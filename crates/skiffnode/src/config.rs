//! Agent configuration.
//!
//! One YAML document (`/etc/skiffnode/config.yaml`), loaded once at startup.
//! The remote installer writes this file with 0600 permissions; the token
//! inside is the node's only credential.

use serde::{Deserialize, Serialize};
use std::path::{Path, PathBuf};

use crate::error::{AgentError, AgentResult};

#[derive(Debug, Clone, Serialize, Deserialize)]
pub struct AgentConfig {
    pub panel: PanelSection,

    #[serde(default)]
    pub forwarder: ForwarderSection,

    #[serde(default)]
    pub sync: SyncSection,

    #[serde(default)]
    pub heartbeat: HeartbeatSection,

    #[serde(default)]
    pub traffic: TrafficSection,

    #[serde(default)]
    pub health: HealthSection,

    /// Directory for agent-local state (applied fingerprint, host pins).
    #[serde(default = "default_state_dir")]
    pub state_dir: PathBuf,

    #[serde(default)]
    pub log: LogSection,
}

#[derive(Debug, Clone, Serialize, Deserialize)]
pub struct PanelSection {
    /// Base URL of the panel API.
    pub url: String,
    /// Node token issued by the panel.
    pub token: String,
    /// Initial reconnect backoff.
    #[serde(default = "default_reconnect_interval")]
    pub reconnect_interval_secs: u64,
    /// Backoff cap.
    #[serde(default = "default_max_reconnect_delay")]
    pub max_reconnect_delay_secs: u64,
}

#[derive(Debug, Clone, Serialize, Deserialize)]
pub struct ForwarderSection {
    #[serde(default = "default_binary_path")]
    pub binary_path: PathBuf,
    /// The file the apply pipeline atomically swaps.
    #[serde(default = "default_config_path")]
    pub config_path: PathBuf,
    #[serde(default = "default_backup_dir")]
    pub backup_dir: PathBuf,
    /// Where the forwarder binary is fetched from when absent.
    #[serde(default)]
    pub download_url: Option<String>,
    /// Forwarder log file, served by the tail-logs command.
    #[serde(default)]
    pub log_path: Option<PathBuf>,
    /// Stats counters file exported by the forwarder, drained for traffic
    /// submission.
    #[serde(default)]
    pub stats_path: Option<PathBuf>,
    #[serde(default = "default_restart_window")]
    pub restart_window_secs: u64,
    #[serde(default = "default_probe_window")]
    pub probe_window_secs: u64,
    #[serde(default = "default_backup_retain")]
    pub backup_retain: usize,
}

impl Default for ForwarderSection {
    fn default() -> Self {
        Self {
            binary_path: default_binary_path(),
            config_path: default_config_path(),
            backup_dir: default_backup_dir(),
            download_url: None,
            log_path: None,
            stats_path: None,
            restart_window_secs: default_restart_window(),
            probe_window_secs: default_probe_window(),
            backup_retain: default_backup_retain(),
        }
    }
}

#[derive(Debug, Clone, Serialize, Deserialize)]
pub struct SyncSection {
    /// Config pull period.
    #[serde(default = "default_sync_interval")]
    pub interval_secs: u64,
}

impl Default for SyncSection {
    fn default() -> Self {
        Self {
            interval_secs: default_sync_interval(),
        }
    }
}

#[derive(Debug, Clone, Serialize, Deserialize)]
pub struct HeartbeatSection {
    #[serde(default = "default_heartbeat_interval")]
    pub interval_secs: u64,
}

impl Default for HeartbeatSection {
    fn default() -> Self {
        Self {
            interval_secs: default_heartbeat_interval(),
        }
    }
}

#[derive(Debug, Clone, Serialize, Deserialize)]
pub struct TrafficSection {
    #[serde(default = "default_traffic_interval")]
    pub interval_secs: u64,
}

impl Default for TrafficSection {
    fn default() -> Self {
        Self {
            interval_secs: default_traffic_interval(),
        }
    }
}

#[derive(Debug, Clone, Serialize, Deserialize, Default)]
pub struct HealthSection {
    /// Local port exposing `/health`; 0 or absent disables it.
    #[serde(default)]
    pub port: u16,
}

#[derive(Debug, Clone, Serialize, Deserialize)]
pub struct LogSection {
    #[serde(default = "default_log_level")]
    pub level: String,
}

impl Default for LogSection {
    fn default() -> Self {
        Self {
            level: default_log_level(),
        }
    }
}

fn default_state_dir() -> PathBuf {
    PathBuf::from("/var/lib/skiffnode")
}

fn default_binary_path() -> PathBuf {
    PathBuf::from("/usr/local/bin/skiff-forwarder")
}

fn default_config_path() -> PathBuf {
    PathBuf::from("/var/lib/skiffnode/forwarder.json")
}

fn default_backup_dir() -> PathBuf {
    PathBuf::from("/var/lib/skiffnode/backups")
}

fn default_reconnect_interval() -> u64 {
    5
}

fn default_max_reconnect_delay() -> u64 {
    300
}

fn default_sync_interval() -> u64 {
    300
}

fn default_heartbeat_interval() -> u64 {
    30
}

fn default_traffic_interval() -> u64 {
    60
}

fn default_restart_window() -> u64 {
    5
}

fn default_probe_window() -> u64 {
    10
}

fn default_backup_retain() -> usize {
    10
}

fn default_log_level() -> String {
    "info".to_string()
}

impl AgentConfig {
    pub fn load(path: &Path) -> AgentResult<Self> {
        let data = std::fs::read_to_string(path)
            .map_err(|e| AgentError::Config(format!("read {}: {e}", path.display())))?;
        serde_yaml::from_str(&data)
            .map_err(|e| AgentError::Config(format!("parse {}: {e}", path.display())))
    }

    pub fn save(&self, path: &Path) -> AgentResult<()> {
        if let Some(parent) = path.parent() {
            std::fs::create_dir_all(parent)?;
        }
        let data = serde_yaml::to_string(self)
            .map_err(|e| AgentError::Config(format!("serialize config: {e}")))?;
        std::fs::write(path, data)?;
        Ok(())
    }

    /// Starter config written by `skiffnode init-config`.
    pub fn sample(panel_url: String) -> Self {
        Self {
            panel: PanelSection {
                url: panel_url,
                token: String::new(),
                reconnect_interval_secs: default_reconnect_interval(),
                max_reconnect_delay_secs: default_max_reconnect_delay(),
            },
            forwarder: ForwarderSection::default(),
            sync: SyncSection::default(),
            heartbeat: HeartbeatSection::default(),
            traffic: TrafficSection::default(),
            health: HealthSection::default(),
            state_dir: default_state_dir(),
            log: LogSection::default(),
        }
    }
}

#[cfg(test)]
mod tests {
    use super::*;

    #[test]
    fn test_minimal_config_gets_defaults() {
        let yaml = "panel:\n  url: \"https://panel.example.net\"\n  token: \"tok\"\n";
        let config: AgentConfig = serde_yaml::from_str(yaml).expect("parse");
        assert_eq!(config.sync.interval_secs, 300);
        assert_eq!(config.heartbeat.interval_secs, 30);
        assert_eq!(config.traffic.interval_secs, 60);
        assert_eq!(config.forwarder.backup_retain, 10);
        assert_eq!(config.forwarder.probe_window_secs, 10);
        assert_eq!(config.health.port, 0);
    }

    #[test]
    fn test_save_load_roundtrip() {
        let dir = tempfile::tempdir().expect("tempdir");
        let path = dir.path().join("config.yaml");
        let mut config = AgentConfig::sample("https://panel.example.net".to_string());
        config.panel.token = "secret-token".to_string();
        config.save(&path).expect("save");

        let loaded = AgentConfig::load(&path).expect("load");
        assert_eq!(loaded.panel.url, "https://panel.example.net");
        assert_eq!(loaded.panel.token, "secret-token");
    }

    #[test]
    fn test_load_missing_file_is_config_error() {
        let err = AgentConfig::load(Path::new("/nonexistent/config.yaml")).expect_err("err");
        assert!(matches!(err, AgentError::Config(_)));
    }
}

WHAT IS REQUIRED →
Your answer must be an exact transcription of the lines from the one containing "assert_eq!(config.forwarder.backup_retain, 10);" through the last line of the records above, and nothing else.

EXERCISE OUTPUT →
        assert_eq!(config.forwarder.backup_retain, 10);
        assert_eq!(config.forwarder.probe_window_secs, 10);
        assert_eq!(config.health.port, 0);
    }

    #[test]
    fn test_save_load_roundtrip() {
        let dir = tempfile::tempdir().expect("tempdir");
        let path = dir.path().join("config.yaml");
        let mut config = AgentConfig::sample("https://panel.example.net".to_string());
        config.panel.token = "secret-token".to_string();
        config.save(&path).expect("save");

        let loaded = AgentConfig::load(&path).expect("load");
        assert_eq!(loaded.panel.url, "https://panel.example.net");
        assert_eq!(loaded.panel.token, "secret-token");
    }

    #[test]
    fn test_load_missing_file_is_config_error() {
        let err = AgentConfig::load(Path::new("/nonexistent/config.yaml")).expect_err("err");
        assert!(matches!(err, AgentError::Config(_)));
    }
}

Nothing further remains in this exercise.